## RAW DATA
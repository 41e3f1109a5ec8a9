// ============================================
// File: crates/nyxpath-router/src/services/dht.rs
// ============================================
//! # Tunnelled DHT Boundary
//!
//! ## Creation Reason
//! DHT lookups may travel inside circuits (`M` messages). The DHT itself is
//! a separate subsystem; circuits and terminal hops only hand the inner
//! messages over and send back whatever it answers.
//!
//! ## ⚠️ Important Note for Next Developer
//! - `handle` is called from the relay path; it must not block
//!
//! ## Last Modified
//! v0.1.0 - Initial DHT boundary

use tracing::trace;

use nyxpath_common::PathId;
use nyxpath_core::protocol::Value;

/// DHT collaborator reached through circuits.
pub trait DhtHandler: Send + Sync {
    /// Handles one inner DHT message that arrived on `path`.
    ///
    /// Returns a reply to send back along the same path, if any.
    fn handle(&self, path: PathId, msg: &Value) -> Option<Value>;
}

/// Drops every DHT message. Used when the router runs without a DHT.
#[derive(Debug, Default, Clone, Copy)]
pub struct NullDht;

impl DhtHandler for NullDht {
    fn handle(&self, path: PathId, _msg: &Value) -> Option<Value> {
        trace!(path = %path, "DHT message dropped, no DHT attached");
        None
    }
}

## TASK DETAILS
Exactly and only the lines from the one containing "Handles one inner" to the end of the entries above are to be written out.

## TASK RESPONSE
    /// Handles one inner DHT message that arrived on `path`.
    ///
    /// Returns a reply to send back along the same path, if any.
    fn handle(&self, path: PathId, msg: &Value) -> Option<Value>;
}

/// Drops every DHT message. Used when the router runs without a DHT.
#[derive(Debug, Default, Clone, Copy)]
pub struct NullDht;

impl DhtHandler for NullDht {
    fn handle(&self, path: PathId, _msg: &Value) -> Option<Value> {
        trace!(path = %path, "DHT message dropped, no DHT attached");
        None
    }
}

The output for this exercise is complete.